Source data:
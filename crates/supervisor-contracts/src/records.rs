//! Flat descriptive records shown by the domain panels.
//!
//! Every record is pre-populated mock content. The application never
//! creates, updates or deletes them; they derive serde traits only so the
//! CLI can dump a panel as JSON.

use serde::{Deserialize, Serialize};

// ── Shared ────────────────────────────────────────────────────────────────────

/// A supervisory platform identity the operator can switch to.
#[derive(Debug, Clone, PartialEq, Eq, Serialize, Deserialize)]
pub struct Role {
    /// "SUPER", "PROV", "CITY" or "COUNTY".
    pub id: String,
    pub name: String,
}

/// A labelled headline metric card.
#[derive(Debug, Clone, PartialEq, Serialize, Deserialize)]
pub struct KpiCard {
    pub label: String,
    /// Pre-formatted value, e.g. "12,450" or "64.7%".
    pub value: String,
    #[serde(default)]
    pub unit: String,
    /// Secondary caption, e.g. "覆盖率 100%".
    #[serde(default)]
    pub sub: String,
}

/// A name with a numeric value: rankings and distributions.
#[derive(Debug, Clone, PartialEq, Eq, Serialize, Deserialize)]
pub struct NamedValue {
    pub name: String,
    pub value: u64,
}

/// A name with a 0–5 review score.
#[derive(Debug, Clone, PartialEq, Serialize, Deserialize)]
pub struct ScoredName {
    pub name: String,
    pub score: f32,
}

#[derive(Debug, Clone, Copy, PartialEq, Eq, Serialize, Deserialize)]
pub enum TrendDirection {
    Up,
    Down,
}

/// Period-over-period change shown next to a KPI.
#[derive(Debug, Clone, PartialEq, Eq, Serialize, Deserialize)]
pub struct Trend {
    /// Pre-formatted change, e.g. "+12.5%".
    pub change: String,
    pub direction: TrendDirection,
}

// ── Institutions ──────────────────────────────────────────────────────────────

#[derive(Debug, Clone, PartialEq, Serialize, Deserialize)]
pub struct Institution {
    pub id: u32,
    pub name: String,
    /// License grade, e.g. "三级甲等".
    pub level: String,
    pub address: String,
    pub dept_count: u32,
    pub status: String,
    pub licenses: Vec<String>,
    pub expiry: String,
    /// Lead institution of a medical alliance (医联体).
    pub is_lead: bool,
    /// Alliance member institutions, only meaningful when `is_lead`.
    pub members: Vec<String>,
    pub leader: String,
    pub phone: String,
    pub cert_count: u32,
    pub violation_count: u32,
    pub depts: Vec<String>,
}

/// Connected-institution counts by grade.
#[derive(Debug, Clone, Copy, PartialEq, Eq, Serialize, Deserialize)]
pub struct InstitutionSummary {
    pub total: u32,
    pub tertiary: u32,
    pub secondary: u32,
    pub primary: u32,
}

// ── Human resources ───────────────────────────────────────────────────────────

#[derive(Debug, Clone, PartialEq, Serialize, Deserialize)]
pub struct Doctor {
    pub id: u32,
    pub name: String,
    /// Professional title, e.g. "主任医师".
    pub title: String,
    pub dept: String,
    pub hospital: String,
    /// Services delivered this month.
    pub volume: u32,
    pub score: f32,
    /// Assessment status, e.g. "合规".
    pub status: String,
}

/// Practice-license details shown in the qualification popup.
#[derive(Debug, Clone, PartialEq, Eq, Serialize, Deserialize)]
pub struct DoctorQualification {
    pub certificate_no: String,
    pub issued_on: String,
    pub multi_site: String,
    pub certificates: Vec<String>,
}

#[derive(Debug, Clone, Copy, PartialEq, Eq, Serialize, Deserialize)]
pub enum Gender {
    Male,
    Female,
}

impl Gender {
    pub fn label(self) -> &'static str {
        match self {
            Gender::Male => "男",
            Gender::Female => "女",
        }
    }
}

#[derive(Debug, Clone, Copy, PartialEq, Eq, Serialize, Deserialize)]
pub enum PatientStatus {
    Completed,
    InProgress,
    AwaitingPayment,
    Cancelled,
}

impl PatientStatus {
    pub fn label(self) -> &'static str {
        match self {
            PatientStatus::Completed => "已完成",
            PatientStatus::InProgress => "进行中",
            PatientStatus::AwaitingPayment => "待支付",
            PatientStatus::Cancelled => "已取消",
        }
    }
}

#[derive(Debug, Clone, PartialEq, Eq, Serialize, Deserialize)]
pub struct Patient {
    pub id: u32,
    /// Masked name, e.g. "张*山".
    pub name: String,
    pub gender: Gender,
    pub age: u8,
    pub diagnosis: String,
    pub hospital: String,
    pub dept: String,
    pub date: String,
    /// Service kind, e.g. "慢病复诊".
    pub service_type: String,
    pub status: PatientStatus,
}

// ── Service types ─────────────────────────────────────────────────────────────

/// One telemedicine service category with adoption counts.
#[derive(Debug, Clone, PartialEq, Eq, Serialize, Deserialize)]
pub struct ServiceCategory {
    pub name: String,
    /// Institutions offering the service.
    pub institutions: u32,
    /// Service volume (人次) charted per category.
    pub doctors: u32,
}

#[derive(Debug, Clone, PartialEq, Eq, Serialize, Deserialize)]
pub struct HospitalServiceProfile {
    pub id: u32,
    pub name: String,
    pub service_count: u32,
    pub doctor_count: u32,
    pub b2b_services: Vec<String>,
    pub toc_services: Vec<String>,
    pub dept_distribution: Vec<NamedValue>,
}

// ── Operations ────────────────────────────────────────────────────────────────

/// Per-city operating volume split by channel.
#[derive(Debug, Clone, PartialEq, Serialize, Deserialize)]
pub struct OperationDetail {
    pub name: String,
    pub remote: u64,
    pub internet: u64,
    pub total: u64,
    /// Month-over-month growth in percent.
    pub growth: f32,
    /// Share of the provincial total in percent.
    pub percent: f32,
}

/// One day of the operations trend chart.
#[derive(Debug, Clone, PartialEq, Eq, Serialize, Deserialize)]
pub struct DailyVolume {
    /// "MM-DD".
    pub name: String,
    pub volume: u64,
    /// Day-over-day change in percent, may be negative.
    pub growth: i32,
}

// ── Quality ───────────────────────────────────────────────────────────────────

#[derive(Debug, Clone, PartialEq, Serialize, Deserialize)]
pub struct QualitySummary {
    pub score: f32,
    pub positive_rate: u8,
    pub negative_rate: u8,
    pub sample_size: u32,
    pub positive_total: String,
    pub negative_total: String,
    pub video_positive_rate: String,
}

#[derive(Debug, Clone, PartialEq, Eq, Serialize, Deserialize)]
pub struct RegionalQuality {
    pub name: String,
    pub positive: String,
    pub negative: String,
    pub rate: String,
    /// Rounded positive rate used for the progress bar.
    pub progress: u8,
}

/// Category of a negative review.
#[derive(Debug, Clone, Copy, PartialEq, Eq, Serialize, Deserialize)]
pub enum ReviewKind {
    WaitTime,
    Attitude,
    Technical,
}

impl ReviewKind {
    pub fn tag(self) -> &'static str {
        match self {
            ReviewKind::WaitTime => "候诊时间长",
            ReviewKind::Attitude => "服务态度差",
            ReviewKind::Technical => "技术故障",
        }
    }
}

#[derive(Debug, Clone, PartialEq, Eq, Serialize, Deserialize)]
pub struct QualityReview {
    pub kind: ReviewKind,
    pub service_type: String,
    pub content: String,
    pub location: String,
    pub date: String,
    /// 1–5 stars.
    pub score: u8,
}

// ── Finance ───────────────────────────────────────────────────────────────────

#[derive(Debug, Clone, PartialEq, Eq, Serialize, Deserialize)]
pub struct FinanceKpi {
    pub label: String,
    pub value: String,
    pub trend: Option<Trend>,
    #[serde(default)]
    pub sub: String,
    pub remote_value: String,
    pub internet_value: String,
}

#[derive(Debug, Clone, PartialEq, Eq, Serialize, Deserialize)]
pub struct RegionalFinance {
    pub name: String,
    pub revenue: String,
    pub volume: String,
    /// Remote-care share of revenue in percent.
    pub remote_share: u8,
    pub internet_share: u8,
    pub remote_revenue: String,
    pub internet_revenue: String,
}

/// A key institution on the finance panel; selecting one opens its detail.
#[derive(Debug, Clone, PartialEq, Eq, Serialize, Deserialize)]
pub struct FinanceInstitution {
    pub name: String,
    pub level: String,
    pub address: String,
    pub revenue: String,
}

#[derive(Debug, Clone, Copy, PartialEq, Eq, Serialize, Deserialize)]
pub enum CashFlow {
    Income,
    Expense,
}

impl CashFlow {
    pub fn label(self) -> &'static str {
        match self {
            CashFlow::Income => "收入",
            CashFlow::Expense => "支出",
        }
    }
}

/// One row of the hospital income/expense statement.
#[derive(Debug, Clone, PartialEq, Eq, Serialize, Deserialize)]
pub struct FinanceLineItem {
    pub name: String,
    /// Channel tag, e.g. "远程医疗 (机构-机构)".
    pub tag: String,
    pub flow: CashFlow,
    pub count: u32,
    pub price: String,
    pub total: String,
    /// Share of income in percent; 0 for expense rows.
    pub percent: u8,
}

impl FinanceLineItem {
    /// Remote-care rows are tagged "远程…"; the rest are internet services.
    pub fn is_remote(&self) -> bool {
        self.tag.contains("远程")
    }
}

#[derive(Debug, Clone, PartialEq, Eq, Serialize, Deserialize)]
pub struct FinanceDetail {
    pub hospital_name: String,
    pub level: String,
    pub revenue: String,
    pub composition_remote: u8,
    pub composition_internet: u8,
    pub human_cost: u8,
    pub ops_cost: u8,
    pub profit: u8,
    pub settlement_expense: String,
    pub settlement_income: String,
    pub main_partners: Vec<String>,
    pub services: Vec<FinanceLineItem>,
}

Problem to work on: In restating the data, begin at its first line, reproduce each line word for word, and conclude with the line that contains "License grade, e.g.".

Solution to this task:
filename crates/supervisor-contracts/src/records.rs
//! Flat descriptive records shown by the domain panels.
//!
//! Every record is pre-populated mock content. The application never
//! creates, updates or deletes them; they derive serde traits only so the
//! CLI can dump a panel as JSON.

use serde::{Deserialize, Serialize};

// ── Shared ────────────────────────────────────────────────────────────────────

/// A supervisory platform identity the operator can switch to.
#[derive(Debug, Clone, PartialEq, Eq, Serialize, Deserialize)]
pub struct Role {
    /// "SUPER", "PROV", "CITY" or "COUNTY".
    pub id: String,
    pub name: String,
}

/// A labelled headline metric card.
#[derive(Debug, Clone, PartialEq, Serialize, Deserialize)]
pub struct KpiCard {
    pub label: String,
    /// Pre-formatted value, e.g. "12,450" or "64.7%".
    pub value: String,
    #[serde(default)]
    pub unit: String,
    /// Secondary caption, e.g. "覆盖率 100%".
    #[serde(default)]
    pub sub: String,
}

/// A name with a numeric value: rankings and distributions.
#[derive(Debug, Clone, PartialEq, Eq, Serialize, Deserialize)]
pub struct NamedValue {
    pub name: String,
    pub value: u64,
}

/// A name with a 0–5 review score.
#[derive(Debug, Clone, PartialEq, Serialize, Deserialize)]
pub struct ScoredName {
    pub name: String,
    pub score: f32,
}

#[derive(Debug, Clone, Copy, PartialEq, Eq, Serialize, Deserialize)]
pub enum TrendDirection {
    Up,
    Down,
}

/// Period-over-period change shown next to a KPI.
#[derive(Debug, Clone, PartialEq, Eq, Serialize, Deserialize)]
pub struct Trend {
    /// Pre-formatted change, e.g. "+12.5%".
    pub change: String,
    pub direction: TrendDirection,
}

// ── Institutions ──────────────────────────────────────────────────────────────

#[derive(Debug, Clone, PartialEq, Serialize, Deserialize)]
pub struct Institution {
    pub id: u32,
    pub name: String,
    /// License grade, e.g. "三级甲等".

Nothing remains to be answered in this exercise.